**Exercise prompt**
From the listing below, set down exactly the lines between the one holding "let ba = diff_nodes(&b, &a);" and the one holding "use cartograph_core::history::GitHistory;", inclusive. No other line is wanted.

**Source material**

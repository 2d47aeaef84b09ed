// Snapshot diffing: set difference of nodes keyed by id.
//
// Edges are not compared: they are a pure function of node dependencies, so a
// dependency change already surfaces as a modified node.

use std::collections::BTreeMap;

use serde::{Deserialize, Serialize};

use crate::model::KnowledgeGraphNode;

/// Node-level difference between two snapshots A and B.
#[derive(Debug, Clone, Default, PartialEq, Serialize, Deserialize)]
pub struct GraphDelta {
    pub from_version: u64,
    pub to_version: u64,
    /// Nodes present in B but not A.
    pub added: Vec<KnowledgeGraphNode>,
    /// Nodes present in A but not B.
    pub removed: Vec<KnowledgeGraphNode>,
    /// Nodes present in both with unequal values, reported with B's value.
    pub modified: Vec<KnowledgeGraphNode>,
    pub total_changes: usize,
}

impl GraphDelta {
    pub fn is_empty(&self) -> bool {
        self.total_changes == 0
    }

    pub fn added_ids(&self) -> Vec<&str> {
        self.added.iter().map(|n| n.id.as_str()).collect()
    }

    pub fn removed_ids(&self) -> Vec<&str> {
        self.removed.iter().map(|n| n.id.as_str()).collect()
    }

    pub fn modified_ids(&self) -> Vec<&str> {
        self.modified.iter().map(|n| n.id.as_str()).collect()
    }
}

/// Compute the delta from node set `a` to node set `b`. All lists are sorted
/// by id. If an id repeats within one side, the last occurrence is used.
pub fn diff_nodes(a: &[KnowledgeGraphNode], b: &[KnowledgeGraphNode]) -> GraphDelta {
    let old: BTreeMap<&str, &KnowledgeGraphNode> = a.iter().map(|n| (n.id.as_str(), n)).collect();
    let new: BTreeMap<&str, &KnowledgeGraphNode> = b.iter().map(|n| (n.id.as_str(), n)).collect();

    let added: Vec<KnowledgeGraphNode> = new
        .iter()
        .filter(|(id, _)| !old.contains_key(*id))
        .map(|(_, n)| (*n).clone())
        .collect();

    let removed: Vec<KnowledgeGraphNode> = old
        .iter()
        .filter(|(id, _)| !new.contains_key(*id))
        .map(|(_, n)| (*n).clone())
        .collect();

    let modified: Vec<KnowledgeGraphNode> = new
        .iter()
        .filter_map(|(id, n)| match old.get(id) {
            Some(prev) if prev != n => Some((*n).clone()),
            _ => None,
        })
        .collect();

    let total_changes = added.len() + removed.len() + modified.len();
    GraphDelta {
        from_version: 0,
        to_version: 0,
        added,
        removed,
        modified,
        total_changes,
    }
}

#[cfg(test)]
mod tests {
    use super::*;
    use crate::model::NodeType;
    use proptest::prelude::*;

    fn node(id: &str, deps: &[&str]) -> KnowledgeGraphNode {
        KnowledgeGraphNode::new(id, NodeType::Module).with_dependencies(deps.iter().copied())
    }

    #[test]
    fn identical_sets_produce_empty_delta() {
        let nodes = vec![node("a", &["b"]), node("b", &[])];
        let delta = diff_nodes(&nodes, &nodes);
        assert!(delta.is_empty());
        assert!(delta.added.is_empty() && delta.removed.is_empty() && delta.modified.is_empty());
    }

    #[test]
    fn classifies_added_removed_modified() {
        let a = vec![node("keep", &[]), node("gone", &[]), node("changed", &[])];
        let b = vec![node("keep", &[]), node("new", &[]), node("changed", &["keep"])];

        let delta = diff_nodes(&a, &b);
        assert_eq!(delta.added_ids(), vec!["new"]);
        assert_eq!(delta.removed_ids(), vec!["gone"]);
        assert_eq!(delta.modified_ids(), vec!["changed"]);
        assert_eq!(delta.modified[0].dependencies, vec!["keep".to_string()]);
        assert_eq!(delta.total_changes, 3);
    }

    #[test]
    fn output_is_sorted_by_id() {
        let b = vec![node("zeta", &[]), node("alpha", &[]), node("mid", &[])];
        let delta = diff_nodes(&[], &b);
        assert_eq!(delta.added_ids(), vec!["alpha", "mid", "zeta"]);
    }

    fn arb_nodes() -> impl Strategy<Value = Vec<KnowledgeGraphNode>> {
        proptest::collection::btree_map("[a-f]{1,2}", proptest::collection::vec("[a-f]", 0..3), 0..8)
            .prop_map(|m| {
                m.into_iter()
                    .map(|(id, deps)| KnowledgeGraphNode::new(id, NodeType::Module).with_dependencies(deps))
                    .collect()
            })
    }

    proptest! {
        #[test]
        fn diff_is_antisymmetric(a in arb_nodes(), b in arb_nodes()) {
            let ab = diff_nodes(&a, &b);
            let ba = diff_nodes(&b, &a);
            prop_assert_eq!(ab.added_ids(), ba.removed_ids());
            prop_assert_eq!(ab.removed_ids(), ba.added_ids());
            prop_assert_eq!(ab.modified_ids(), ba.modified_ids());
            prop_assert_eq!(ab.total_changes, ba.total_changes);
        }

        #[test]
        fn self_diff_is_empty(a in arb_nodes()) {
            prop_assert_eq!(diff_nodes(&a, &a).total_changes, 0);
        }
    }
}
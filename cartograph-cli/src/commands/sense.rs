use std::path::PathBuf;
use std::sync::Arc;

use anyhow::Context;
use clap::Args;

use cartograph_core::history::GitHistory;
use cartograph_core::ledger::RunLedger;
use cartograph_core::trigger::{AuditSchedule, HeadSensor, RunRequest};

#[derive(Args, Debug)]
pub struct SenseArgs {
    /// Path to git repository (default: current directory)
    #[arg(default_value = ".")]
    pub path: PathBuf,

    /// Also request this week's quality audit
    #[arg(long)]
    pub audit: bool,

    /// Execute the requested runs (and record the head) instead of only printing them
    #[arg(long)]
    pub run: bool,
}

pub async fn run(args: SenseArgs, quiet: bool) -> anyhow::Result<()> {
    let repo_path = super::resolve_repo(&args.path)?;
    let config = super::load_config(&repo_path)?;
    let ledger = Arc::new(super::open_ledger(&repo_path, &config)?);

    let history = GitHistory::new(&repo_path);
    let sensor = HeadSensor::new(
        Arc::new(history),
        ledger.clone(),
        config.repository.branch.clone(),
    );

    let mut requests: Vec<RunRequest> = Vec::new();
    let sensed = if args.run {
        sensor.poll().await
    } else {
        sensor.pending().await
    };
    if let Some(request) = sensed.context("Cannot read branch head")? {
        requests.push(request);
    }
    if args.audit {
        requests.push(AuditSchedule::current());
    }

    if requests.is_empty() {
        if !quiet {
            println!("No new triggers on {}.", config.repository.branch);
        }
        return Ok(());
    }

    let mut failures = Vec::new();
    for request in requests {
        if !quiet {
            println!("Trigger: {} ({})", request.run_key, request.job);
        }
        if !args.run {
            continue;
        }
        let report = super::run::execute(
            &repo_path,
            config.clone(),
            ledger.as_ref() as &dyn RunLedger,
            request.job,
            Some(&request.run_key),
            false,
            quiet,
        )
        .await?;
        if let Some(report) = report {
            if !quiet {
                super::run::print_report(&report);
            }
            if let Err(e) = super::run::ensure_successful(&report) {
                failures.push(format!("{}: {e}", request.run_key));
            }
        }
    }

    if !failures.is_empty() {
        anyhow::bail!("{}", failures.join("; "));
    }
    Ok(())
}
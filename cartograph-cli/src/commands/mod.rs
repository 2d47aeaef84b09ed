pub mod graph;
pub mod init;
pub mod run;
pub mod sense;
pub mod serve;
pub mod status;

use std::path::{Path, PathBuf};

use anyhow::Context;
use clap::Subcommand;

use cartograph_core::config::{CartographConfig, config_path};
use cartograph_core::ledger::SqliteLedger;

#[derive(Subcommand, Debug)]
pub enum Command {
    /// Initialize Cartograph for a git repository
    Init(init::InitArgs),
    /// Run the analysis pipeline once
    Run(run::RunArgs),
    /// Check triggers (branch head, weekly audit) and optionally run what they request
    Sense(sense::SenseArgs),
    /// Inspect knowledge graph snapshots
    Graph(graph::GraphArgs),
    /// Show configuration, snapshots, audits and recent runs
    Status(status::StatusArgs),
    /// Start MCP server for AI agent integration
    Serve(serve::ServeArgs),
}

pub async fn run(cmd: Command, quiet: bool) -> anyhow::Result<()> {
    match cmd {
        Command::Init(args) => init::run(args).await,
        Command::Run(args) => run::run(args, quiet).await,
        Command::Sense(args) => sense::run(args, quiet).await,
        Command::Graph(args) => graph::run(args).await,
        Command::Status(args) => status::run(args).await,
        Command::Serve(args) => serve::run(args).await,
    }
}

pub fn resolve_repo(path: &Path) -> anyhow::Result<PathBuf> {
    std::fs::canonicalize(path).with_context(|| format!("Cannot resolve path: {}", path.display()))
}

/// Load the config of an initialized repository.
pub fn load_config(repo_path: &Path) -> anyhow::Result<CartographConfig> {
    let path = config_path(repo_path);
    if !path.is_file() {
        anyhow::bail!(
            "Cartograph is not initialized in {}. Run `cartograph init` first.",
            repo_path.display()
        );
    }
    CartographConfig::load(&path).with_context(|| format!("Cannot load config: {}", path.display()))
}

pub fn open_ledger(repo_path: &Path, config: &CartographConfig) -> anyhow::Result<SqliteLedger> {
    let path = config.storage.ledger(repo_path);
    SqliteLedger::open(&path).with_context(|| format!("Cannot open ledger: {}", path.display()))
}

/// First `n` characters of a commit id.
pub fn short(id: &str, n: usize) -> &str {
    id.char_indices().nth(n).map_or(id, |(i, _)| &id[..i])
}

**Answer to the exercise**
            let ba = diff_nodes(&b, &a);
            prop_assert_eq!(ab.added_ids(), ba.removed_ids());
            prop_assert_eq!(ab.removed_ids(), ba.added_ids());
            prop_assert_eq!(ab.modified_ids(), ba.modified_ids());
            prop_assert_eq!(ab.total_changes, ba.total_changes);
        }

        #[test]
        fn self_diff_is_empty(a in arb_nodes()) {
            prop_assert_eq!(diff_nodes(&a, &a).total_changes, 0);
        }
    }
}
filename cartograph-cli/src/commands/sense.rs
use std::path::PathBuf;
use std::sync::Arc;

use anyhow::Context;
use clap::Args;

use cartograph_core::history::GitHistory;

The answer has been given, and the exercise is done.